Rebecca: So if we’re looking to reduce achievement gaps, we’ve talked a little bit about COVID and the mix of instruction that students might’ve had during COVID, the quality of instruction, access to technology, to even have interactions with teachers in some cases, and historically even, differences in ability when students arrive in higher ed. What are some of the things that the higher ed community might be thinking about in terms of this research? Should we be advocating for certain kinds of policies or programs in K-12? Should we be trying to institute some of these things in higher ed? What are your thoughts on that?

Philip: So just in terms of advocacy and thinking about facilitating more equality, there’s no question that tutoring has, in general, been an unequal program. There’s the whole private sector of tutoring where a lot of households for more affluent families seem to receive it than those from less affluent households. And so one thing we can do as policy-makers is to try to facilitate more tutoring to happen in schools, especially at schools for more disadvantaged backgrounds. We can also focus on providing tutoring to those who need it most. I think that there is a growing awareness of the potential for tutoring to make a real difference in helping address the learning loss that may have occurred with the pandemic and just helping address education inequalities in general. And so a lot of resources have started going towards trying to increase the amount of tutoring happening in schools. I think that the more we understand how to implement it successfully, the more guidance that we can provide the K-12 sector in trying to introduce that. I think that there is a lot of optimism now around its potential. I think tutoring is one of the most effective programs that we can offer to make a meaningful difference at scale, such that we can get more students arriving into post-secondary ready to handle it and succeed well there. So that’s on that end. I think that there’s no reason why we also can’t consider tutoring at the post-secondary level as well, and the potential benefits that might come from that. Even if we just look at first-year calculus, or other subjects in math, computer-assisted learning is well developed even at that level, the need for tutoring at that level is there as well. And so it really does go from that importance of establishing a foundation that one might benefit from tutoring at earlier ages. But even at the post-secondary level, regardless of what level the student is, we can all benefit from one-on-one instruction compared to being in a calculus class of 500, right? I think there has been less research that’s been done in that area, but the evidence certainly points to the direction that tutoring at the post-secondary level would be also effective and important to consider.

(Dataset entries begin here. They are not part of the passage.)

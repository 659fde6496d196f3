// Copyright 2024 OctoFHIR Team
//
// Licensed under the Apache License, Version 2.0 (the "License");
// you may not use this file except in compliance with the License.
// You may obtain a copy of the License at
//
//     http://www.apache.org/licenses/LICENSE-2.0
//
// Unless required by applicable law or agreed to in writing, software
// distributed under the License is distributed on an "AS IS" BASIS,
// WITHOUT WARRANTIES OR CONDITIONS OF ANY KIND, either express or implied.
// See the License for the specific language governing permissions and
// limitations under the License.

//! Resolved query cache
//!
//! The engine talks to its cache through [`QueryCache`]. Values are pure
//! functions of their keys, so a failed or lost write only costs a
//! recomputation.

pub mod config;
pub mod memory;

pub use config::CacheConfig;
pub use memory::MemoryCache;

use std::sync::Arc;

use crate::error::Result;
use crate::query::ResolvedQuery;

/// Storage for resolved queries keyed by namespaced structural hash
pub trait QueryCache: Send + Sync {
    /// Look a resolved query up
    fn get(&self, key: &str) -> Result<Option<Arc<ResolvedQuery>>>;

    /// Store a resolved query
    fn put(&self, key: &str, query: Arc<ResolvedQuery>) -> Result<()>;

    /// Remove every entry whose key starts with `prefix`
    fn invalidate_namespace(&self, prefix: &str) -> Result<()>;
}

/// Cache that never stores anything
#[derive(Debug, Clone, Copy, Default)]
pub struct NullCache;

impl QueryCache for NullCache {
    fn get(&self, _key: &str) -> Result<Option<Arc<ResolvedQuery>>> {
        Ok(None)
    }

    fn put(&self, _key: &str, _query: Arc<ResolvedQuery>) -> Result<()> {
        Ok(())
    }

    fn invalidate_namespace(&self, _prefix: &str) -> Result<()> {
        Ok(())
    }
}
// Copyright 2024 OctoFHIR Team
//
// Licensed under the Apache License, Version 2.0 (the "License");
// you may not use this file except in compliance with the License.
// You may obtain a copy of the License at
//
//     http://www.apache.org/licenses/LICENSE-2.0
//
// Unless required by applicable law or agreed to in writing, software
// distributed under the License is distributed on an "AS IS" BASIS,
// WITHOUT WARRANTIES OR CONDITIONS OF ANY KIND, either express or implied.
// See the License for the specific language governing permissions and
// limitations under the License.

//! Query cache configuration options

/// Configuration for query caching behavior
#[derive(Debug, Clone, PartialEq, Eq)]
pub struct CacheConfig {
    /// Prefix of every cache key
    pub namespace: String,

    /// Whether resolved queries are looked up and stored at all
    pub enabled: bool,

    /// Clear the namespace once when an engine is created
    pub development_mode: bool,
}

impl CacheConfig {
    /// Create a new cache configuration with custom settings
    pub fn new(namespace: impl Into<String>, enabled: bool, development_mode: bool) -> Self {
        Self {
            namespace: namespace.into(),
            enabled,
            development_mode,
        }
    }

    /// Create a configuration with caching disabled
    pub fn disabled() -> Self {
        Self {
            enabled: false,
            ..Self::default()
        }
    }

    /// Create a configuration that starts every engine from an empty namespace
    pub fn development() -> Self {
        Self {
            development_mode: true,
            ..Self::default()
        }
    }

    /// Create a configuration for testing
    pub fn testing() -> Self {
        Self {
            namespace: "deferq-test".to_string(),
            enabled: true,
            development_mode: true,
        }
    }

    /// Full cache key for a query hash
    pub fn key(&self, hash: &str) -> String {
        format!("{}:{}", self.namespace, hash)
    }

    /// Prefix shared by every key in the namespace
    pub fn prefix(&self) -> String {
        format!("{}:", self.namespace)
    }
}

impl Default for CacheConfig {
    fn default() -> Self {
        Self {
            namespace: "deferq".to_string(),
            enabled: true,
            development_mode: false,
        }
    }
}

John: And you mentioned that Italian experiment where college students were providing tutoring, and you mentioned that that was a very positive experience for the college students as well. That might be an interesting model where college students could improve their own skills and develop a bit more automaticity and more practice in basic concepts, while helping bring students up to a higher level in secondary schools. That’s a program that I think offers a lot of potential.

Philip: So I would agree, absolutely, the expression is you don’t really understand something until you teach it. I think that there’s something to be said for that. I think that there’s also a lot of skills and experience that is gained from trying to help others, from trying to connect with perhaps younger individuals that have not had the same background as you. I think that the experience is also attractive to employers looking at who to hire. I think there’s huge gains from all the things that you might volunteer or use your time for in college, spending some time to volunteer to do something like tutoring could be a very rewarding thing as well. So I’m also excited about that model. I think that there are ways to try to facilitate that kind of model at scale and more research needs to be done to explore how to do that.

Rebecca: One of the things that I heard you mentioned early on in the conversation is the idea that, historically, folks who had access to tutoring are more affluent. So the students who most need the tutoring are the ones that aren’t always getting it, because they can’t afford it. So I love the idea of having it in schools or it’s a part of our programs. But also I think sometimes tutoring has a negative connotation to it. It’s like a deficit model. Especially I’ve seen this in higher ed, students don’t want to go to a tutor because it makes them feel like they’re dumb or something.

Philip: My first reaction to that is that tutoring can be beneficial at any level. For example, in the Khoaching with Khan project that I’m looking at, the potential is to help all students in the class regardless of their level, because every student can be given their own individual roadmap. And that not only includes those that are behind grade level that benefit from establishing a stronger foundation in that earlier material so that they can catch up, it also includes those at a higher level that don’t have to be held back or wait for the instructor to cover new material can use a platform like Khan Academy or a tutor to work on more challenging material that interest them. And so how to remove that stigma that exists in general, I agree the usual perception is when someone asks, “Do you need a tutor?” it’s because you’re struggling. It doesn’t need to be that way, but at the same time, I think the more we become aware of the benefits from the tutoring, the more we realize that it’s a great resource to take advantage of. Getting back at the college level, I don’t know about your own experiences, but it always amazes me how few students take advantage of all the free tutoring that’s being offered by the universities through, like, office hours. The opportunity for receiving one-on-one discussion is often there, and yet so few students seem to take advantage of it, perhaps because of that stigma or perhaps they’re too busy. Some of us, when we went through college, were pleasantly surprised by how much you can get with office hours of graduate students and extra tutoring and how much you can learn from that process.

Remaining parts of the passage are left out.